### ASSIGNMENT
Below are entries. Copy exactly the lines running from the line that holds "pub use builder::TreeBuilder;" to the line that holds "entries, keyed by", with both ends included.

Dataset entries
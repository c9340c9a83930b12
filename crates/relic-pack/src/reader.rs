use std::fs::File;
use std::io::{self, BufReader, Read, Seek, SeekFrom};
use std::path::Path;

use flate2::bufread::ZlibDecoder;

use relic_types::ObjectId;

use crate::error::{PackError, PackResult};

/// Seekable, buffered byte source over a pack file.
///
/// Tracks the absolute read position so entry decoding can cheaply detect
/// whether a seek is needed before a lazy payload read. A zlib session
/// borrows the reader exclusively (`&mut self`), which makes "one
/// decompressor alive at a time" a compile-time property; the position is
/// resynchronized when the session ends.
#[derive(Debug)]
pub struct PackReader {
    inner: BufReader<File>,
    pos: u64,
    len: u64,
}

impl PackReader {
    pub fn open(path: &Path) -> io::Result<Self> {
        let file = File::open(path)?;
        let len = file.metadata()?.len();
        Ok(Self {
            inner: BufReader::new(file),
            pos: 0,
            len,
        })
    }

    /// Total pack file length in bytes.
    pub fn len(&self) -> u64 {
        self.len
    }

    pub fn is_empty(&self) -> bool {
        self.len == 0
    }

    /// Current absolute read position.
    pub fn offset(&self) -> u64 {
        self.pos
    }

    /// Position the reader at an absolute offset. A no-op when already
    /// there.
    pub fn seek(&mut self, offset: u64) -> io::Result<()> {
        if offset != self.pos {
            self.inner.seek(SeekFrom::Start(offset))?;
            self.pos = offset;
        }
        Ok(())
    }

    pub fn read_byte(&mut self) -> io::Result<u8> {
        let mut buf = [0u8; 1];
        self.read_exact(&mut buf)?;
        Ok(buf[0])
    }

    pub fn read_exact(&mut self, buf: &mut [u8]) -> io::Result<()> {
        self.inner.read_exact(buf)?;
        self.pos += buf.len() as u64;
        Ok(())
    }

    pub fn read_u32(&mut self) -> io::Result<u32> {
        let mut buf = [0u8; 4];
        self.read_exact(&mut buf)?;
        Ok(u32::from_be_bytes(buf))
    }

    pub fn read_id(&mut self) -> io::Result<ObjectId> {
        let mut buf = [0u8; 20];
        self.read_exact(&mut buf)?;
        Ok(ObjectId::from_raw(buf))
    }

    /// Decompress one zlib stream starting at the current position and
    /// return its payload. `at` names the owning entry for error reporting.
    pub fn inflate(&mut self, at: u64) -> PackResult<Vec<u8>> {
        let mut out = Vec::new();
        {
            let mut decoder = ZlibDecoder::new(&mut self.inner);
            decoder
                .read_to_end(&mut out)
                .map_err(|e| inflate_error(e, at))?;
        }
        self.resync()?;
        Ok(out)
    }

    /// Like [`inflate`](Self::inflate), but fails unless the stream
    /// decompresses to exactly `expected` bytes.
    pub fn inflate_exact(&mut self, expected: u64, at: u64) -> PackResult<Vec<u8>> {
        let out = self.inflate(at)?;
        if out.len() as u64 != expected {
            return Err(PackError::CorruptEntry {
                offset: at,
                reason: format!("decompressed {} bytes, expected {expected}", out.len()),
            });
        }
        Ok(out)
    }

    /// Recover the logical position after a zlib session consumed an
    /// unknown number of compressed bytes.
    fn resync(&mut self) -> io::Result<()> {
        self.pos = self.inner.stream_position()?;
        Ok(())
    }
}

fn inflate_error(e: io::Error, at: u64) -> PackError {
    match e.kind() {
        io::ErrorKind::InvalidInput | io::ErrorKind::InvalidData | io::ErrorKind::UnexpectedEof => {
            PackError::CorruptEntry {
                offset: at,
                reason: format!("zlib: {e}"),
            }
        }
        _ => PackError::Io(e),
    }
}
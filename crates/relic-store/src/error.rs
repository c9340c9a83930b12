use thiserror::Error;

use relic_pack::PackError;
use relic_types::{ObjectId, ObjectKind, TypeError};

#[derive(Debug, Error)]
pub enum StoreError {
    #[error("object not found: {0}")]
    NotFound(ObjectId),

    #[error("object type mismatch: expected {expected}, got {actual}")]
    TypeMismatch {
        expected: ObjectKind,
        actual: ObjectKind,
    },

    #[error("corrupt loose object {id}: {reason}")]
    CorruptLoose { id: ObjectId, reason: String },

    #[error("malformed {kind} object: {reason}")]
    MalformedObject { kind: ObjectKind, reason: String },

    #[error("object {id} is unresolvable: {reason}")]
    Unresolvable { id: ObjectId, reason: String },

    #[error("null object id")]
    NullObjectId,

    #[error("tree entry {name:?} references an unwritten object")]
    UnwrittenChild { name: String },

    #[error("path not found in tree: {0}")]
    PathNotFound(String),

    #[error("invalid tree path: {0}")]
    InvalidPath(String),

    #[error("repository handle dropped while objects were still alive")]
    RepositoryDropped,

    #[error("found {0} pack files, expected at most one")]
    MultiplePacks(usize),

    #[error("pack error: {0}")]
    Pack(#[from] PackError),

    #[error("type error: {0}")]
    Type(#[from] TypeError),

    #[error("I/O error: {0}")]
    Io(#[from] std::io::Error),
}

pub type StoreResult<T> = Result<T, StoreError>;
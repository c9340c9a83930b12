use std::path::{Path, PathBuf};
use std::sync::atomic::{AtomicBool, Ordering};
use std::sync::Arc;

use tracing::{debug, warn};

use relic_cache::WeightedLru;
use relic_pack::{EntryCache, Pack, PackError, DEFAULT_CACHE_CAPACITY};
use relic_types::{EntryMode, ObjectId, ObjectKind};

use crate::builder::TreeBuilder;
use crate::commit::Commit;
use crate::error::{StoreError, StoreResult};
use crate::loose::LooseStore;
use crate::object::{Blob, Object};
use crate::sparse::SparseObject;
use crate::tag::Tag;
use crate::tree::{validate_name, Tree, TreeEntry};

/// Weighted capacity of the tree-entry interning cache.
const TREE_ENTRY_CACHE_CAPACITY: u64 = 1 << 16;

/// Fixed weight charged per interned tree entry on top of its row bytes.
const TREE_ENTRY_OVERHEAD: u64 = 48;

/// The object database: a single optional pack plus loose storage.
///
/// Reads try the pack first and fall back to loose files; writes always go
/// to loose storage (packing is an offline concern). The handle is cheap
/// to clone and safe to share between threads.
#[derive(Clone)]
pub struct Repository {
    shared: Arc<RepoShared>,
}

pub(crate) struct RepoShared {
    root: PathBuf,
    loose: LooseStore,
    pack: Option<Pack>,
    /// Set on the first corrupt-pack error; the pack is then skipped for
    /// the rest of the process lifetime.
    pack_disabled: AtomicBool,
    /// Interns parsed tree rows by their raw serialized bytes, so the same
    /// entry appearing in many trees is parsed and allocated once.
    tree_entries: WeightedLru<Vec<u8>, Arc<TreeEntry>>,
}

impl Repository {
    /// Open the object database rooted at `root` (the directory holding
    /// `objects/`). Discovery of that directory is the caller's concern.
    ///
    /// At most one pack is supported; it is opened and verified here.
    pub fn open(root: impl Into<PathBuf>) -> StoreResult<Self> {
        let root = root.into();
        let pack = open_single_pack(&root)?;
        debug!(root = %root.display(), pack = pack.is_some(), "opened repository");
        Ok(Self {
            shared: Arc::new(RepoShared {
                loose: LooseStore::new(&root),
                root,
                pack,
                pack_disabled: AtomicBool::new(false),
                tree_entries: WeightedLru::new(TREE_ENTRY_CACHE_CAPACITY),
            }),
        })
    }

    /// The object database root.
    pub fn root(&self) -> &Path {
        &self.shared.root
    }

    /// Read and parse an object by id. The pack is consulted first; a pack
    /// miss falls through to loose storage; `NotFound` means neither store
    /// knows the id.
    pub fn object(&self, id: ObjectId) -> StoreResult<Object> {
        RepoShared::object(&self.shared, id)
    }

    /// A lazy handle for an object that may or may not exist yet.
    pub fn sparse(&self, id: ObjectId) -> SparseObject {
        SparseObject::new(id, &self.shared)
    }

    /// `object` + blob requirement.
    pub fn blob(&self, id: ObjectId) -> StoreResult<Arc<Blob>> {
        self.object(id)?.as_blob()
    }

    /// `object` + tree requirement.
    pub fn tree(&self, id: ObjectId) -> StoreResult<Arc<Tree>> {
        self.object(id)?.as_tree()
    }

    /// `object` + commit requirement.
    pub fn commit(&self, id: ObjectId) -> StoreResult<Arc<Commit>> {
        self.object(id)?.as_commit()
    }

    /// `object` + tag requirement.
    pub fn tag(&self, id: ObjectId) -> StoreResult<Arc<Tag>> {
        self.object(id)?.as_tag()
    }

    /// Ensure a sparse handle is materialized. A no-op when it already is,
    /// or when its id is the null sentinel (a new object with nothing to
    /// load).
    pub fn resolve(&self, sparse: &SparseObject) -> StoreResult<()> {
        if sparse.is_resolved() || sparse.id().is_null() {
            return Ok(());
        }
        sparse.resolve().map(drop)
    }

    /// Whether either store holds this object.
    pub fn contains(&self, id: ObjectId) -> bool {
        let in_pack = self
            .shared
            .pack
            .as_ref()
            .is_some_and(|pack| !self.shared.pack_disabled.load(Ordering::Relaxed) && pack.contains(&id));
        in_pack || self.shared.loose.contains(&id)
    }

    /// Serialize an object and store it loose, returning its content
    /// address. Trees must have all child ids populated (write children
    /// first, or use [`write_tree`](Self::write_tree)). Idempotent.
    pub fn write(&self, object: &Object) -> StoreResult<ObjectId> {
        RepoShared::write(&self.shared, object)
    }

    /// Write a tree under construction: dirty subtrees are written
    /// bottom-up, empty subtrees are elided from their parents, and an
    /// empty root still produces the (legitimate) empty tree object.
    pub fn write_tree(&self, builder: &mut TreeBuilder) -> StoreResult<ObjectId> {
        match builder.write_into(self)? {
            Some(id) => Ok(id),
            None => self.shared.loose.write(ObjectKind::Tree, &[]),
        }
    }

    pub(crate) fn write_tree_payload(&self, payload: &[u8]) -> StoreResult<ObjectId> {
        self.shared.loose.write(ObjectKind::Tree, payload)
    }

    pub(crate) fn shared(&self) -> &Arc<RepoShared> {
        &self.shared
    }
}

impl std::fmt::Debug for Repository {
    fn fmt(&self, f: &mut std::fmt::Formatter<'_>) -> std::fmt::Result {
        f.debug_struct("Repository")
            .field("root", &self.shared.root)
            .field("pack", &self.shared.pack.is_some())
            .finish()
    }
}

impl RepoShared {
    pub(crate) fn object(shared: &Arc<Self>, id: ObjectId) -> StoreResult<Object> {
        if id.is_null() {
            return Err(StoreError::NullObjectId);
        }
        if let Some(pack) = &shared.pack {
            if !shared.pack_disabled.load(Ordering::Relaxed) {
                match pack.object_for(&id) {
                    Ok((kind, payload)) => return Object::parse(kind, id, &payload, shared),
                    Err(PackError::NotFound(_)) => {}
                    Err(err) => {
                        if err.is_corrupt() {
                            shared.pack_disabled.store(true, Ordering::Relaxed);
                            warn!(
                                pack = %pack.id().short_hex(),
                                error = %err,
                                "disabling corrupt pack"
                            );
                        }
                        return Err(err.into());
                    }
                }
            }
        }
        let (kind, payload) = shared.loose.read(&id)?;
        Object::parse(kind, id, &payload, shared)
    }

    pub(crate) fn write(shared: &Arc<Self>, object: &Object) -> StoreResult<ObjectId> {
        let payload = object.serialize()?;
        shared.loose.write(object.kind(), &payload)
    }

    /// Look up or build the interned entry for one serialized tree row
    /// (`row` spans mode through the 20-byte id; `space` and `nul` are the
    /// separator positions within it).
    pub(crate) fn intern_entry(
        shared: &Arc<Self>,
        row: &[u8],
        space: usize,
        nul: usize,
    ) -> StoreResult<Arc<TreeEntry>> {
        let malformed = |reason: String| StoreError::MalformedObject {
            kind: ObjectKind::Tree,
            reason,
        };

        if let Some(entry) = shared.tree_entries.get(&row.to_vec()) {
            return Ok(entry);
        }

        let mode = EntryMode::parse_octal(&row[..space]).map_err(|e| malformed(e.to_string()))?;
        let name = std::str::from_utf8(&row[space + 1..nul])
            .map_err(|_| malformed("entry name is not UTF-8".into()))?;
        validate_name(name).map_err(|_| malformed(format!("invalid entry name {name:?}")))?;
        let mut raw = [0u8; 20];
        raw.copy_from_slice(&row[nul + 1..nul + 21]);

        let entry = Arc::new(TreeEntry::new_unchecked(
            mode,
            name.to_string(),
            SparseObject::new(ObjectId::from_raw(raw), shared),
        ));
        shared.tree_entries.put(
            row.to_vec(),
            Arc::clone(&entry),
            row.len() as u64 + TREE_ENTRY_OVERHEAD,
        );
        Ok(entry)
    }
}

/// Find the repository's pack pair under `objects/pack/`. Zero packs is a
/// loose-only database; more than one is unsupported.
fn open_single_pack(root: &Path) -> StoreResult<Option<Pack>> {
    let pack_dir = root.join("objects").join("pack");
    if !pack_dir.is_dir() {
        return Ok(None);
    }
    let mut indexes: Vec<PathBuf> = Vec::new();
    for entry in std::fs::read_dir(&pack_dir)? {
        let path = entry?.path();
        let is_index = path.extension().is_some_and(|ext| ext == "idx")
            && path
                .file_name()
                .and_then(|name| name.to_str())
                .is_some_and(|name| name.starts_with("pack-"));
        if is_index {
            indexes.push(path);
        }
    }
    match indexes.len() {
        0 => Ok(None),
        1 => {
            let cache = Arc::new(EntryCache::new(DEFAULT_CACHE_CAPACITY));
            Ok(Some(Pack::open_with_cache(&indexes[0], cache)?))
        }
        n => Err(StoreError::MultiplePacks(n)),
    }
}
//! Content-addressed object storage for the relic object database.
//!
//! This crate implements the typed half of the store: the byte-exact
//! codecs for the four object kinds, loose object files, lazy references,
//! and the [`Repository`] facade that dispatches reads between the pack
//! and loose stores.
//!
//! # Object Types
//!
//! - [`Blob`] — raw content (file contents, arbitrary data)
//! - [`Tree`] — directory listing mapping names to object references
//! - [`Commit`] — tree snapshot plus ancestry and identity lines
//! - [`Tag`] — annotated, named pointer at another object
//!
//! # Design Rules
//!
//! 1. Objects are immutable once written; content addressing guarantees
//!    the same bytes always land at the same id.
//! 2. Serialization is byte-exact: `parse` then `serialize` reproduces the
//!    input, and the SHA-1 of the type-prefixed payload is the identity.
//! 3. Object graphs materialize lazily: trees and commits hold
//!    [`SparseObject`] handles, not children.
//! 4. Reads prefer the pack; writes always go to loose storage via a
//!    temp-file rename.
//! 5. All I/O errors are propagated, never silently ignored.

pub mod builder;
pub mod commit;
pub mod error;
pub mod loose;
pub mod object;
pub mod repository;
pub mod signature;
pub mod sparse;
pub mod tag;
pub mod tree;

pub use builder::TreeBuilder;
pub use commit::Commit;
pub use error::{StoreError, StoreResult};
pub use loose::LooseStore;
pub use object::{Blob, Object};
pub use repository::Repository;
pub use signature::Signature;
pub use sparse::SparseObject;
pub use tag::Tag;
pub use tree::{Tree, TreeEntry};
use std::path::Path;
use std::sync::{Arc, Mutex};

use tracing::{debug, trace};

use relic_cache::WeightedLru;
use relic_types::{ObjectId, ObjectKind};

use crate::delta::apply_delta;
use crate::entry::{read_base_distance, read_entry_header, EntryHeader, EntryKind, PackEntry};
use crate::error::{PackError, PackResult};
use crate::index::PackIndex;
use crate::reader::PackReader;

/// Magic bytes opening a pack file.
pub const PACK_MAGIC: [u8; 4] = *b"PACK";

/// Shared cache of materialized pack entries, keyed by
/// `(pack checksum, entry offset)` so multiple packs may share one cache.
pub type EntryCache = WeightedLru<(ObjectId, u64), Arc<PackEntry>>;

/// Weighted capacity of the default payload cache.
pub const DEFAULT_CACHE_CAPACITY: u64 = 16 * 1024 * 1024;

/// What the reader produced for one entry before delta resolution.
enum RawEntry {
    Base {
        kind: ObjectKind,
        header_len: usize,
        size: u64,
    },
    OfsDelta {
        header_len: usize,
        distance: u64,
        delta: Vec<u8>,
    },
    RefDelta {
        header_len: usize,
        base: ObjectId,
        delta: Vec<u8>,
    },
}

/// A single pack file plus its index.
///
/// Reads are safe from multiple threads: the file cursor is the one shared
/// mutable resource and is serialized behind a mutex for the duration of
/// each read (including its zlib session); the payload cache absorbs the
/// resulting contention.
pub struct Pack {
    version: u32,
    total: u32,
    id: ObjectId,
    index: PackIndex,
    reader: Mutex<PackReader>,
    cache: Arc<EntryCache>,
}

impl Pack {
    /// Open `pack-<hex>.pack`/`.idx` with a private payload cache of the
    /// default capacity. `path` may point at either file of the pair.
    pub fn open(path: &Path) -> PackResult<Self> {
        Self::open_with_cache(path, Arc::new(EntryCache::new(DEFAULT_CACHE_CAPACITY)))
    }

    /// Open a pack sharing an existing payload cache.
    pub fn open_with_cache(path: &Path, cache: Arc<EntryCache>) -> PackResult<Self> {
        let index = PackIndex::open(&path.with_extension("idx"))?;
        let mut reader = PackReader::open(&path.with_extension("pack"))?;
        let (version, total) = verify(&mut reader, &index)?;
        let id = index.pack_checksum();
        debug!(
            pack = %id.short_hex(),
            objects = index.object_count(),
            "opened pack"
        );
        Ok(Self {
            version,
            total,
            id,
            index,
            reader: Mutex::new(reader),
            cache,
        })
    }

    /// The pack's identity: its trailing content checksum.
    pub fn id(&self) -> ObjectId {
        self.id
    }

    /// Pack format version (always 2).
    pub fn version(&self) -> u32 {
        self.version
    }

    /// Entry count from the pack header.
    pub fn object_count(&self) -> u32 {
        self.total
    }

    /// The loaded index.
    pub fn index(&self) -> &PackIndex {
        &self.index
    }

    /// Whether the pack holds this object.
    pub fn contains(&self, id: &ObjectId) -> bool {
        self.index.contains(id)
    }

    /// Look up an object and materialize its entry.
    pub fn entry_for(&self, id: &ObjectId) -> PackResult<Arc<PackEntry>> {
        let offset = self
            .index
            .lookup(id)
            .ok_or(PackError::NotFound(*id))?;
        self.entry_at(offset)
    }

    /// Materialize the entry at a pack byte offset, resolving delta chains
    /// recursively. The result is cached; repeated reads of hot entries do
    /// not touch the pack file.
    pub fn entry_at(&self, offset: u64) -> PackResult<Arc<PackEntry>> {
        if let Some(entry) = self.cache.get(&(self.id, offset)) {
            trace!(pack = %self.id.short_hex(), offset, "entry cache hit");
            return Ok(entry);
        }

        // Decode under the reader lock, then release it before recursing:
        // the base of a delta re-enters entry_at.
        let raw = {
            let mut reader = self.reader.lock().expect("lock poisoned");
            reader.seek(offset)?;
            let header = read_entry_header(&mut reader, offset)?;
            match header.kind {
                EntryKind::OfsDelta => {
                    let (distance, ofs_len) = read_base_distance(&mut reader, offset)?;
                    let delta = reader.inflate_exact(header.size, offset)?;
                    RawEntry::OfsDelta {
                        header_len: header.len + ofs_len,
                        distance,
                        delta,
                    }
                }
                EntryKind::RefDelta => {
                    let base = reader.read_id()?;
                    let delta = reader.inflate_exact(header.size, offset)?;
                    RawEntry::RefDelta {
                        header_len: header.len + 20,
                        base,
                        delta,
                    }
                }
                EntryKind::Commit => base_entry(ObjectKind::Commit, &header),
                EntryKind::Tree => base_entry(ObjectKind::Tree, &header),
                EntryKind::Blob => base_entry(ObjectKind::Blob, &header),
                EntryKind::Tag => base_entry(ObjectKind::Tag, &header),
            }
        };

        let entry = match raw {
            RawEntry::Base {
                kind,
                header_len,
                size,
            } => Arc::new(PackEntry::new_lazy(kind, offset, header_len, size)),
            RawEntry::OfsDelta {
                header_len,
                distance,
                delta,
            } => {
                let base_offset =
                    offset
                        .checked_sub(distance)
                        .ok_or_else(|| PackError::CorruptEntry {
                            offset,
                            reason: format!("delta base {distance} bytes before pack start"),
                        })?;
                let base = self.entry_at(base_offset)?;
                let payload = apply_delta(&self.payload(&base)?, &delta, offset)?;
                Arc::new(PackEntry::new_resolved(
                    base.kind(),
                    offset,
                    header_len,
                    Arc::new(payload),
                ))
            }
            RawEntry::RefDelta {
                header_len,
                base,
                delta,
            } => {
                let base = self.entry_for(&base)?;
                let payload = apply_delta(&self.payload(&base)?, &delta, offset)?;
                Arc::new(PackEntry::new_resolved(
                    base.kind(),
                    offset,
                    header_len,
                    Arc::new(payload),
                ))
            }
        };

        self.cache
            .put((self.id, offset), Arc::clone(&entry), entry.weight());
        Ok(entry)
    }

    /// The decompressed payload of an entry, inflating it on first access.
    pub fn payload(&self, entry: &PackEntry) -> PackResult<Arc<Vec<u8>>> {
        let mut slot = entry.payload_slot().lock().expect("lock poisoned");
        if let Some(payload) = slot.as_ref() {
            return Ok(Arc::clone(payload));
        }
        let bytes = {
            let mut reader = self.reader.lock().expect("lock poisoned");
            reader.seek(entry.offset() + entry.header_len() as u64)?;
            reader.inflate_exact(entry.size(), entry.offset())?
        };
        let payload = Arc::new(bytes);
        *slot = Some(Arc::clone(&payload));
        Ok(payload)
    }

    /// Read an object by id: its kind plus the fully decompressed payload.
    pub fn object_for(&self, id: &ObjectId) -> PackResult<(ObjectKind, Arc<Vec<u8>>)> {
        let entry = self.entry_for(id)?;
        let payload = self.payload(&entry)?;
        Ok((entry.kind(), payload))
    }
}

impl std::fmt::Debug for Pack {
    fn fmt(&self, f: &mut std::fmt::Formatter<'_>) -> std::fmt::Result {
        f.debug_struct("Pack")
            .field("id", &self.id)
            .field("version", &self.version)
            .field("objects", &self.index.object_count())
            .finish()
    }
}

fn base_entry(kind: ObjectKind, header: &EntryHeader) -> RawEntry {
    RawEntry::Base {
        kind,
        header_len: header.len,
        size: header.size,
    }
}

/// Read the pack header and compare the trailing checksum against the
/// index's record of it. Runs once at open.
fn verify(reader: &mut PackReader, index: &PackIndex) -> PackResult<(u32, u32)> {
    let mut magic = [0u8; 4];
    reader.read_exact(&mut magic)?;
    if magic != PACK_MAGIC {
        return Err(PackError::InvalidMagic {
            expected: "PACK".into(),
            actual: String::from_utf8_lossy(&magic).into_owned(),
        });
    }
    let version = reader.read_u32()?;
    if version != 2 {
        return Err(PackError::UnsupportedVersion(version));
    }
    let total = reader.read_u32()?;

    if reader.len() < 20 {
        return Err(PackError::CorruptEntry {
            offset: 0,
            reason: "pack too short for trailer".into(),
        });
    }
    reader.seek(reader.len() - 20)?;
    let trailer = reader.read_id()?;
    if trailer != index.pack_checksum() {
        return Err(PackError::ChecksumMismatch {
            expected: index.pack_checksum(),
            computed: trailer,
        });
    }
    Ok((version, total))
}
use std::sync::{Arc, Mutex};

use relic_types::ObjectKind;

use crate::error::{PackError, PackResult};
use crate::reader::PackReader;

/// Fixed per-entry weight charged to the payload cache on top of the
/// payload bytes.
const ENTRY_OVERHEAD: u64 = 64;

/// The entry kinds a pack may contain: the four base object kinds plus the
/// two delta encodings. Type codes 0 and 5 are reserved.
#[derive(Clone, Copy, Debug, PartialEq, Eq)]
pub enum EntryKind {
    Commit,
    Tree,
    Blob,
    Tag,
    OfsDelta,
    RefDelta,
}

impl EntryKind {
    /// Decode the 3-bit type field of an entry header. Reserved codes fail
    /// with `CorruptEntry`.
    pub fn from_bits(bits: u8, at: u64) -> PackResult<Self> {
        match bits {
            1 => Ok(Self::Commit),
            2 => Ok(Self::Tree),
            3 => Ok(Self::Blob),
            4 => Ok(Self::Tag),
            6 => Ok(Self::OfsDelta),
            7 => Ok(Self::RefDelta),
            other => Err(PackError::CorruptEntry {
                offset: at,
                reason: format!("reserved entry type {other}"),
            }),
        }
    }

    /// The object kind for base entries; deltas inherit their base's kind.
    pub fn object_kind(&self) -> Option<ObjectKind> {
        match self {
            Self::Commit => Some(ObjectKind::Commit),
            Self::Tree => Some(ObjectKind::Tree),
            Self::Blob => Some(ObjectKind::Blob),
            Self::Tag => Some(ObjectKind::Tag),
            Self::OfsDelta | Self::RefDelta => None,
        }
    }
}

/// Decoded size-and-type entry header.
#[derive(Clone, Copy, Debug)]
pub struct EntryHeader {
    pub kind: EntryKind,
    /// Decompressed size of the entry body (for deltas: of the delta
    /// stream, not the reconstructed object).
    pub size: u64,
    /// Number of header bytes consumed.
    pub len: usize,
}

/// Read an entry header at the reader's current position: the first byte
/// carries the type in bits 4-6 and size bits 0-3; continuation bytes
/// (MSB set) contribute 7 size bits each.
pub fn read_entry_header(r: &mut PackReader, at: u64) -> PackResult<EntryHeader> {
    let first = r.read_byte()?;
    let kind = EntryKind::from_bits((first >> 4) & 0x07, at)?;
    let mut size = u64::from(first & 0x0f);
    let mut shift = 4u32;
    let mut len = 1usize;
    let mut byte = first;
    while byte & 0x80 != 0 {
        byte = r.read_byte()?;
        if shift > 63 {
            return Err(PackError::CorruptEntry {
                offset: at,
                reason: "entry size varint overflow".into(),
            });
        }
        size |= u64::from(byte & 0x7f) << shift;
        shift += 7;
        len += 1;
    }
    Ok(EntryHeader { kind, size, len })
}

/// Read the negative base offset of an ofs-delta entry. Returns the
/// distance back from the entry's own offset and the number of bytes
/// consumed. Each continuation step computes
/// `value = ((value + 1) << 7) | low7`.
pub fn read_base_distance(r: &mut PackReader, at: u64) -> PackResult<(u64, usize)> {
    let mut byte = r.read_byte()?;
    let mut distance = u64::from(byte & 0x7f);
    let mut len = 1usize;
    while byte & 0x80 != 0 {
        byte = r.read_byte()?;
        distance = distance
            .checked_add(1)
            .and_then(|d| d.checked_mul(128))
            .ok_or_else(|| PackError::CorruptEntry {
                offset: at,
                reason: "base distance varint overflow".into(),
            })?
            | u64::from(byte & 0x7f);
        len += 1;
    }
    Ok((distance, len))
}

/// A materialized pack entry: the object kind plus a lazily decompressed
/// payload.
///
/// Entries are shared as `Arc<PackEntry>`: the payload cache holds one
/// clone and every consumer holds another, so the payload buffer is freed
/// exactly when the last user drops its handle. Eviction can never free a
/// buffer still in use.
#[derive(Debug)]
pub struct PackEntry {
    kind: ObjectKind,
    offset: u64,
    header_len: usize,
    size: u64,
    payload: Mutex<Option<Arc<Vec<u8>>>>,
}

impl PackEntry {
    /// A base entry whose payload is inflated on first access.
    pub(crate) fn new_lazy(kind: ObjectKind, offset: u64, header_len: usize, size: u64) -> Self {
        Self {
            kind,
            offset,
            header_len,
            size,
            payload: Mutex::new(None),
        }
    }

    /// A delta entry whose payload was just reconstructed.
    pub(crate) fn new_resolved(
        kind: ObjectKind,
        offset: u64,
        header_len: usize,
        payload: Arc<Vec<u8>>,
    ) -> Self {
        Self {
            kind,
            offset,
            header_len,
            size: payload.len() as u64,
            payload: Mutex::new(Some(payload)),
        }
    }

    /// The object kind of this entry (deltas report their base's kind).
    pub fn kind(&self) -> ObjectKind {
        self.kind
    }

    /// Byte offset of the entry header within the pack.
    pub fn offset(&self) -> u64 {
        self.offset
    }

    /// Decompressed payload size in bytes.
    pub fn size(&self) -> u64 {
        self.size
    }

    pub(crate) fn header_len(&self) -> usize {
        self.header_len
    }

    pub(crate) fn payload_slot(&self) -> &Mutex<Option<Arc<Vec<u8>>>> {
        &self.payload
    }

    /// Cache weight: payload bytes (once materialized) plus fixed
    /// overhead.
    pub(crate) fn weight(&self) -> u64 {
        let payload = self
            .payload
            .lock()
            .expect("lock poisoned")
            .as_ref()
            .map_or(0, |p| p.len() as u64);
        payload + ENTRY_OVERHEAD
    }
}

### YOUR SOLUTION
pub use builder::TreeBuilder;
pub use commit::Commit;
pub use error::{StoreError, StoreResult};
pub use loose::LooseStore;
pub use object::{Blob, Object};
pub use repository::Repository;
pub use signature::Signature;
pub use sparse::SparseObject;
pub use tag::Tag;
pub use tree::{Tree, TreeEntry};
use std::path::Path;
use std::sync::{Arc, Mutex};

use tracing::{debug, trace};

use relic_cache::WeightedLru;
use relic_types::{ObjectId, ObjectKind};

use crate::delta::apply_delta;
use crate::entry::{read_base_distance, read_entry_header, EntryHeader, EntryKind, PackEntry};
use crate::error::{PackError, PackResult};
use crate::index::PackIndex;
use crate::reader::PackReader;

/// Magic bytes opening a pack file.
pub const PACK_MAGIC: [u8; 4] = *b"PACK";

/// Shared cache of materialized pack entries, keyed by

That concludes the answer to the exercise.